Prokhorov, Potanin to Split Interros Assets
Published: February 2, 2007 (Issue # 1242)
MOSCOW — Mikhail Prokhorov will resign as chief executive of Norilsk Nickel and divide his assets in holding company Interros with longtime business partner and Interros president Vladimir Potanin, Interros said Wednesday.
Prokhorov, who should pocket $7.5 billion from his Norilsk shares alone, said he intended to create an electricity holding that would be part of Interros.
Potanin will buy out Prokhorov’s blocking stake in Norilsk and other assets within Interros to ensure “a new level of freedom in carrying out executive decisions,” Interros said in a statement. The two billionaires founded Interros in 1990.
It was not clear who would replace Prokhorov at Norilsk, but Potanin would be the de facto head with a stake of around 55 percent. The statement said Potanin had been nominated to the company’s board of directors.
Norilsk shares barely reacted to the news, inching up 1.85 percent to close at $165.50 on the RTS.
Prokhorov said he “seriously” intended to apply himself to the business of traditional and alternative electricity production.
For his shares in Norilsk, Prokhorov will get at least $7.5 billion to help get his new venture started, said Vladimir Zhukov, metals and mining analyst at Alfa Bank.
Unified Energy Systems is putting stakes in 18 power-generating companies on the auction block over the next three years. Prokhorov would be able to invest in 14 of the so-called OGKs and TGKs, whose combined market value is around $42.5 billion, said Dmitry Terekhov, electricity analyst at Antanta Capital. This means Prokhorov would be able to snap up at least 18 percent of Russia’s generating capacity.
Alternative energy assets will also be high on Prokhorov’s shopping list, analysts said. A 35 percent stake in a U.S.-based producer of electric fuel cells, Plug Power Inc., will go to Prokhorov as part of the split, as will Smart Hydrogen, a joint alternative-energy venture between Norilsk and Interros.
Prokhorov said he believed “that hydrogen technologies will allow Russia to establish an innovative economy.”

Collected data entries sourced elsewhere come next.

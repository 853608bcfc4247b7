//! Weighted Reciprocal Rank Fusion (RRF) for combining ranked lists
//!
//! RRF is used instead of score averaging because lexical and vector
//! scores live on different scales:
//! - Each list contributes `weight / (k + rank)` per document (rank from 1)
//! - Documents are identified by their content
//! - Equal fused scores keep first-appearance order across the lists

use super::{RetrievalMode, RetrievedDocument};
use std::collections::HashMap;

/// RRF fusion parameters
#[derive(Debug, Clone)]
pub struct RRFusion {
    /// Constant k (typically 60)
    pub k: f32,
}

impl Default for RRFusion {
    fn default() -> Self {
        Self { k: 60.0 }
    }
}

/// Result of fusion
#[derive(Debug, Clone)]
pub struct FusionResult {
    pub document: RetrievedDocument,
    /// 1-based rank of the document in each input list
    pub ranks: Vec<Option<usize>>,
    pub rrf_score: f32,
}

impl RRFusion {
    /// Fuse weighted ranked lists; output is ordered by fused score
    pub fn fuse(&self, lists: Vec<(f32, Vec<RetrievedDocument>)>) -> Vec<FusionResult> {
        let list_count = lists.len();
        let mut index: HashMap<String, usize> = HashMap::new();
        let mut results: Vec<FusionResult> = Vec::new();

        for (list_idx, (weight, documents)) in lists.into_iter().enumerate() {
            for (rank, document) in documents.into_iter().enumerate() {
                let contribution = weight / (self.k + (rank + 1) as f32);
                match index.get(&document.content) {
                    Some(&pos) => {
                        let entry = &mut results[pos];
                        entry.rrf_score += contribution;
                        entry.ranks[list_idx].get_or_insert(rank + 1);
                    }
                    None => {
                        index.insert(document.content.clone(), results.len());
                        let mut ranks = vec![None; list_count];
                        ranks[list_idx] = Some(rank + 1);
                        results.push(FusionResult {
                            document,
                            ranks,
                            rrf_score: contribution,
                        });
                    }
                }
            }
        }

        for result in &mut results {
            result.document.score = result.rrf_score;
            result.document.retrieval_mode = RetrievalMode::Hybrid;
        }

        // Stable sort keeps first-appearance order for ties
        results.sort_by(|a, b| b.rrf_score.total_cmp(&a.rrf_score));
        results
    }
}

#[cfg(test)]
mod tests {
    use super::*;
    use lexforge_common::models::Metadata;

    fn doc(content: &str, mode: RetrievalMode) -> RetrievedDocument {
        RetrievedDocument {
            content: content.to_string(),
            metadata: Metadata::new(),
            score: 0.0,
            retrieval_mode: mode,
        }
    }

    fn contents(results: &[FusionResult]) -> Vec<&str> {
        results.iter().map(|r| r.document.content.as_str()).collect()
    }

    #[test]
    fn test_single_list_preserves_order() {
        let fusion = RRFusion::default();
        let results = fusion.fuse(vec![(
            1.0,
            vec![doc("a", RetrievalMode::Vector), doc("b", RetrievalMode::Vector)],
        )]);
        assert_eq!(contents(&results), vec!["a", "b"]);
        assert_eq!(results[0].ranks, vec![Some(1)]);
    }

    #[test]
    fn test_shared_document_accumulates() {
        let fusion = RRFusion::default();
        let results = fusion.fuse(vec![
            (0.5, vec![doc("a", RetrievalMode::BM25), doc("b", RetrievalMode::BM25)]),
            (0.5, vec![doc("b", RetrievalMode::Vector), doc("c", RetrievalMode::Vector)]),
        ]);
        assert_eq!(contents(&results), vec!["b", "a", "c"]);
        assert_eq!(results[0].ranks, vec![Some(2), Some(1)]);
        let expected = 0.5 / 62.0 + 0.5 / 61.0;
        assert!((results[0].rrf_score - expected).abs() < 1e-6);
        assert_eq!(results[0].document.retrieval_mode, RetrievalMode::Hybrid);
    }

    #[test]
    fn test_weights_decide_between_lists() {
        let fusion = RRFusion::default();
        let results = fusion.fuse(vec![
            (0.2, vec![doc("lexical", RetrievalMode::BM25)]),
            (0.8, vec![doc("semantic", RetrievalMode::Vector)]),
        ]);
        assert_eq!(contents(&results), vec!["semantic", "lexical"]);
    }
}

As for Norilsk Nickel, Zhukov said it hardly mattered who would take the helm. “After Prokhorov, you can think of Norilsk as a train that has been put on rails. It doesn’t matter that much … who is running the train. … The company is set.”

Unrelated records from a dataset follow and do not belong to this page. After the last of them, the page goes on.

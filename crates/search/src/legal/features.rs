//! Feature aliases, detection and query expansion

use std::collections::{HashMap, HashSet};

/// Collapse whitespace runs, trim and lowercase
pub fn normalize_text(value: &str) -> String {
    value.split_whitespace().collect::<Vec<_>>().join(" ").to_lowercase()
}

/// Human-readable phrase for a feature key (`amar_putusan` -> `amar putusan`)
pub fn feature_phrase(feature: &str) -> String {
    feature.replace('_', " ")
}

/// Normalized alias text -> canonical feature key.
///
/// The first key registering an alias keeps it. Every key maps to itself
/// under normalization unless an earlier key already claimed that alias.
#[derive(Debug, Clone, Default)]
pub struct FeatureAliasMap {
    entries: Vec<(String, String)>,
    index: HashMap<String, usize>,
}

impl FeatureAliasMap {
    pub fn from_keys<I, S>(keys: I) -> Self
    where
        I: IntoIterator<Item = S>,
        S: AsRef<str>,
    {
        let mut map = Self::default();
        for key in keys {
            let key = key.as_ref();
            let normalized = normalize_text(key);
            if normalized.is_empty() {
                continue;
            }
            map.insert(normalized, key);
            map.insert(normalize_text(&feature_phrase(key)), key);
            map.insert(normalize_text(&key.to_uppercase()), key);
        }
        map
    }

    fn insert(&mut self, alias: String, key: &str) {
        if alias.is_empty() || self.index.contains_key(&alias) {
            return;
        }
        self.index.insert(alias.clone(), self.entries.len());
        self.entries.push((alias, key.to_string()));
    }

    pub fn get(&self, alias: &str) -> Option<&str> {
        self.index.get(alias).map(|&i| self.entries[i].1.as_str())
    }

    /// Canonical key for a raw feature name, or the name itself when unknown
    pub fn canonical(&self, raw: &str) -> String {
        self.get(&normalize_text(raw))
            .map(str::to_string)
            .unwrap_or_else(|| raw.to_string())
    }

    pub fn len(&self) -> usize {
        self.entries.len()
    }

    pub fn is_empty(&self) -> bool {
        self.entries.is_empty()
    }

    /// Canonical features whose alias occurs in any query.
    ///
    /// Ordered by query, then alias registration order; no duplicates.
    pub fn detect(&self, queries: &[String]) -> Vec<String> {
        let mut seen = HashSet::new();
        let mut detected = Vec::new();
        for query in queries {
            let normalized = normalize_text(query);
            if normalized.is_empty() {
                continue;
            }
            for (alias, key) in &self.entries {
                if normalized.contains(alias.as_str()) {
                    let canonical = self.canonical(key);
                    if seen.insert(canonical.clone()) {
                        detected.push(canonical);
                    }
                }
            }
        }
        detected
    }
}

/// Candidate search texts for the legal store.
///
/// Each trimmed query, then the query joined with every feature phrase it
/// does not already mention, then each feature phrase on its own. Duplicates
/// are dropped; if nothing survives the non-empty raw queries are used.
pub fn expand_queries(queries: &[String], features: &[String]) -> Vec<String> {
    let mut seen = HashSet::new();
    let mut texts = Vec::new();
    let mut push = |text: String, texts: &mut Vec<String>| {
        if !text.is_empty() && seen.insert(text.clone()) {
            texts.push(text);
        }
    };

    for query in queries {
        let query = query.trim();
        if query.is_empty() {
            continue;
        }
        push(query.to_string(), &mut texts);
        let lowered = query.to_lowercase();
        for feature in features.iter().filter(|f| !f.is_empty()) {
            let phrase = feature_phrase(feature);
            if lowered.contains(&phrase.to_lowercase()) {
                continue;
            }
            push(format!("{} {}", query, phrase).trim().to_string(), &mut texts);
        }
    }

    for feature in features.iter().filter(|f| !f.is_empty()) {
        push(feature_phrase(feature), &mut texts);
    }

    if texts.is_empty() {
        texts = queries.iter().filter(|q| !q.is_empty()).cloned().collect();
    }
    texts
}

Under Potanin, Norilsk is likely to start making acquisitions abroad, Zhukov said. Prokhorov presided over the consolidation of Norilsk’s gold assets into Polyus Gold, which was spun off in 2006. With a market capitalization of more than $9 billion, it is the largest gold producer in Russia and widely viewed to be Prokhorov’s greatest success in finance and management. Interros will maintain control of the company under Potanin.
Earlier this month, Prokhorov was at the center of an international scandal when French police detained him at a lavish alpine getaway during an investigation into a high-class prostitution ring. He was released after four days of questioning, and no charges were filed.
But Wednesday’s news left some wondering whether the affair had prompted Prokhorov’s split with Potanin. “The move is meant to distance that whole French issue from Interros, which is very concerned with protecting its image in the West,” said Terekhov of Antanta Capital.
But Sergei Donskoi, analyst at Troika Dialog, said the incident was “one factor among several, but not the main factor that led to the divorce.”